The company that says it screens all applicants before accepting plasma donations has been in talks with the B.C. government since 2014 about operating clinics in the Vancouver area. Health Minister Terry Lake has said he is open to allowing them.
Manitoba has a pay-for-plasma clinic, as does Saskatchewan, where it is operated by Canadian Plasma Resources, which pays donors $25 in the form of a tax receipt or a reloadable credit card in that amount.
Lanteigne said Canada's tainted blood supply scandal during the 1980s led to the highest safeguards in the world after 30,000 people who received blood transfusions were allegedly infected with HIV or Hepatitis C.
The not-for-profit organization Canadian Blood Services manages the supply of blood and blood products across the country. Its safeguards are the result of the landmark Krever Inquiry, which recommended that donors should not be paid.
The four-year inquiry led by retired judge Horace Krever was tabled in the mid-1990s and heard from people who were living with the tragic consequences of contaminated blood.
B.C. Health Coalition spokesman Adam Lynes-Ford said a family that was impacted by the health scandal was at the legislature Tuesday.
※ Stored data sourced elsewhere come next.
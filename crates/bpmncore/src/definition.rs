use crate::contract::ContractDefinition;
use crate::expression::Expression;
use crate::instance::UserId;
use crate::operation::{Operation, STRING_INDEX_SLOTS};
use crate::value::DataType;
use serde::{Deserialize, Serialize};
use uuid::Uuid;

pub type DefinitionId = Uuid;
pub type ElementId = Uuid;

/// Immutable process template: flow elements, data, documents, labels and contract
#[derive(Debug, Clone, Serialize, Deserialize)]
pub struct ProcessDefinition {
    pub id: DefinitionId,
    pub name: String,
    pub version: String,
    pub description: Option<String>,
    pub flow_nodes: Vec<FlowNodeDefinition>,
    pub transitions: Vec<TransitionDefinition>,
    #[serde(default)]
    pub data: Vec<DataDefinition>,
    #[serde(default)]
    pub documents: Vec<DocumentDefinition>,
    #[serde(default)]
    pub string_indexes: [Option<StringIndexDefinition>; STRING_INDEX_SLOTS],
    #[serde(default)]
    pub contract: ContractDefinition,
    #[serde(default)]
    pub supervisors: Vec<UserId>,
}

impl ProcessDefinition {
    pub fn new(name: impl Into<String>, version: impl Into<String>) -> Self {
        Self {
            id: Uuid::new_v4(),
            name: name.into(),
            version: version.into(),
            description: None,
            flow_nodes: Vec::new(),
            transitions: Vec::new(),
            data: Vec::new(),
            documents: Vec::new(),
            string_indexes: Default::default(),
            contract: ContractDefinition::default(),
            supervisors: Vec::new(),
        }
    }

    pub fn add_node(&mut self, node: FlowNodeDefinition) -> ElementId {
        let id = node.id;
        self.flow_nodes.push(node);
        id
    }

    pub fn connect(&mut self, source: ElementId, target: ElementId) -> ElementId {
        self.add_transition(TransitionDefinition::new(source, target))
    }

    pub fn connect_when(
        &mut self,
        source: ElementId,
        target: ElementId,
        condition: Expression,
    ) -> ElementId {
        let mut transition = TransitionDefinition::new(source, target);
        transition.condition = Some(condition);
        self.add_transition(transition)
    }

    pub fn connect_default(&mut self, source: ElementId, target: ElementId) -> ElementId {
        let mut transition = TransitionDefinition::new(source, target);
        transition.default = true;
        self.add_transition(transition)
    }

    pub fn add_transition(&mut self, transition: TransitionDefinition) -> ElementId {
        let id = transition.id;
        self.transitions.push(transition);
        id
    }

    pub fn with_data(mut self, data: DataDefinition) -> Self {
        self.data.push(data);
        self
    }

    pub fn with_document(mut self, document: DocumentDefinition) -> Self {
        self.documents.push(document);
        self
    }

    pub fn with_contract(mut self, contract: ContractDefinition) -> Self {
        self.contract = contract;
        self
    }

    pub fn with_supervisor(mut self, user_id: UserId) -> Self {
        self.supervisors.push(user_id);
        self
    }

    /// Slots are numbered 1 to 5; out-of-range slots are ignored.
    pub fn with_string_index(
        mut self,
        slot: usize,
        label: impl Into<String>,
        value: Option<Expression>,
    ) -> Self {
        if (1..=STRING_INDEX_SLOTS).contains(&slot) {
            self.string_indexes[slot - 1] = Some(StringIndexDefinition {
                label: label.into(),
                value,
            });
        }
        self
    }

    pub fn find_node(&self, id: ElementId) -> Option<&FlowNodeDefinition> {
        self.flow_nodes.iter().find(|n| n.id == id)
    }

    pub fn find_node_by_name(&self, name: &str) -> Option<&FlowNodeDefinition> {
        self.flow_nodes.iter().find(|n| n.name == name)
    }

    pub fn find_transition(&self, id: ElementId) -> Option<&TransitionDefinition> {
        self.transitions.iter().find(|t| t.id == id)
    }

    pub fn incoming(&self, node: ElementId) -> impl Iterator<Item = &TransitionDefinition> {
        self.transitions.iter().filter(move |t| t.target == node)
    }

    pub fn outgoing(&self, node: ElementId) -> impl Iterator<Item = &TransitionDefinition> {
        self.transitions.iter().filter(move |t| t.source == node)
    }

    pub fn boundary_events_of(
        &self,
        activity: ElementId,
    ) -> impl Iterator<Item = &FlowNodeDefinition> {
        self.flow_nodes.iter().filter(move |n| {
            matches!(n.kind, FlowNodeDefinitionKind::BoundaryEvent { attached_to, .. } if attached_to == activity)
        })
    }

    /// Nodes seeded when an instance starts without a trigger: no incoming
    /// transitions, not a boundary event, not a message/signal start event.
    pub fn initial_nodes(&self) -> Vec<&FlowNodeDefinition> {
        self.flow_nodes
            .iter()
            .filter(|n| self.incoming(n.id).next().is_none())
            .filter(|n| match &n.kind {
                FlowNodeDefinitionKind::BoundaryEvent { .. } => false,
                FlowNodeDefinitionKind::StartEvent(trigger) => trigger.is_none(),
                _ => true,
            })
            .collect()
    }

    pub fn find_data(&self, name: &str) -> Option<&DataDefinition> {
        self.data.iter().find(|d| d.name == name)
    }

    pub fn find_document(&self, name: &str) -> Option<&DocumentDefinition> {
        self.documents.iter().find(|d| d.name == name)
    }

    pub fn string_index_labels(&self) -> [Option<String>; STRING_INDEX_SLOTS] {
        std::array::from_fn(|i| self.string_indexes[i].as_ref().map(|s| s.label.clone()))
    }
}

/// Node specification in a process definition
#[derive(Debug, Clone, Serialize, Deserialize)]
pub struct FlowNodeDefinition {
    pub id: ElementId,
    pub name: String,
    pub kind: FlowNodeDefinitionKind,
    #[serde(default)]
    pub operations: Vec<Operation>,
    /// Activity-scoped data
    #[serde(default)]
    pub data: Vec<DataDefinition>,
    pub loop_characteristics: Option<LoopCharacteristics>,
}

impl FlowNodeDefinition {
    pub fn new(name: impl Into<String>, kind: FlowNodeDefinitionKind) -> Self {
        Self {
            id: Uuid::new_v4(),
            name: name.into(),
            kind,
            operations: Vec::new(),
            data: Vec::new(),
            loop_characteristics: None,
        }
    }

    pub fn automatic_task(name: impl Into<String>) -> Self {
        Self::new(name, FlowNodeDefinitionKind::AutomaticTask)
    }

    pub fn user_task(name: impl Into<String>, actor: impl Into<String>) -> Self {
        Self::new(
            name,
            FlowNodeDefinitionKind::UserTask(UserTaskDefinition::new(actor)),
        )
    }

    pub fn call_activity(name: impl Into<String>, process_name: impl Into<String>) -> Self {
        Self::new(
            name,
            FlowNodeDefinitionKind::CallActivity(CallActivityDefinition {
                process_name: process_name.into(),
                process_version: None,
                input_mappings: Vec::new(),
            }),
        )
    }

    pub fn gateway(name: impl Into<String>, gateway_type: GatewayType) -> Self {
        Self::new(name, FlowNodeDefinitionKind::Gateway(gateway_type))
    }

    pub fn start_event(name: impl Into<String>) -> Self {
        Self::new(name, FlowNodeDefinitionKind::StartEvent(None))
    }

    pub fn triggered_start_event(name: impl Into<String>, trigger: EventTrigger) -> Self {
        Self::new(name, FlowNodeDefinitionKind::StartEvent(Some(trigger)))
    }

    pub fn catch_event(name: impl Into<String>, trigger: EventTrigger) -> Self {
        Self::new(name, FlowNodeDefinitionKind::IntermediateCatchEvent(trigger))
    }

    pub fn throw_message(name: impl Into<String>, message: ThrowMessage) -> Self {
        Self::new(name, FlowNodeDefinitionKind::IntermediateThrowEvent(message))
    }

    pub fn boundary_event(
        name: impl Into<String>,
        attached_to: ElementId,
        trigger: EventTrigger,
        interrupting: bool,
    ) -> Self {
        Self::new(
            name,
            FlowNodeDefinitionKind::BoundaryEvent {
                attached_to,
                trigger,
                interrupting,
            },
        )
    }

    pub fn end_event(name: impl Into<String>) -> Self {
        Self::new(name, FlowNodeDefinitionKind::EndEvent(EndEventResult::None))
    }

    pub fn terminate_end_event(name: impl Into<String>) -> Self {
        Self::new(name, FlowNodeDefinitionKind::EndEvent(EndEventResult::Terminate))
    }

    pub fn error_end_event(name: impl Into<String>, code: impl Into<String>) -> Self {
        Self::new(
            name,
            FlowNodeDefinitionKind::EndEvent(EndEventResult::Error { code: code.into() }),
        )
    }

    pub fn with_operation(mut self, operation: Operation) -> Self {
        self.operations.push(operation);
        self
    }

    pub fn with_data(mut self, data: DataDefinition) -> Self {
        self.data.push(data);
        self
    }

    pub fn with_loop(mut self, characteristics: LoopCharacteristics) -> Self {
        self.loop_characteristics = Some(characteristics);
        self
    }

    /// Activities can carry boundary events, loops and activity data
    pub fn is_activity(&self) -> bool {
        matches!(
            self.kind,
            FlowNodeDefinitionKind::AutomaticTask
                | FlowNodeDefinitionKind::UserTask(_)
                | FlowNodeDefinitionKind::CallActivity(_)
        )
    }

    pub fn find_data(&self, name: &str) -> Option<&DataDefinition> {
        self.data.iter().find(|d| d.name == name)
    }
}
He said Darlene Taylor testified at the Krever inquiry about her two sons receiving tainted blood and that one of them died of AIDS in 1993.
Taylor was in disbelief that the possibility of private companies collecting plasma was even being discussed at the legislature, he said.
Curtis Brandell, 44, is a hemophiliac whose life depends on receiving blood transfusions because his body doesn't have normal clotting abilities, meaning he could bleed for a long time after an injury.
"I'm absolutely petrified," he said outside the legislature about the possibility that a third province could allow a private company to collect plasma.
The federal NDP has also called on Ottawa to ban private, for-profit plasma clinics, citing safety concerns.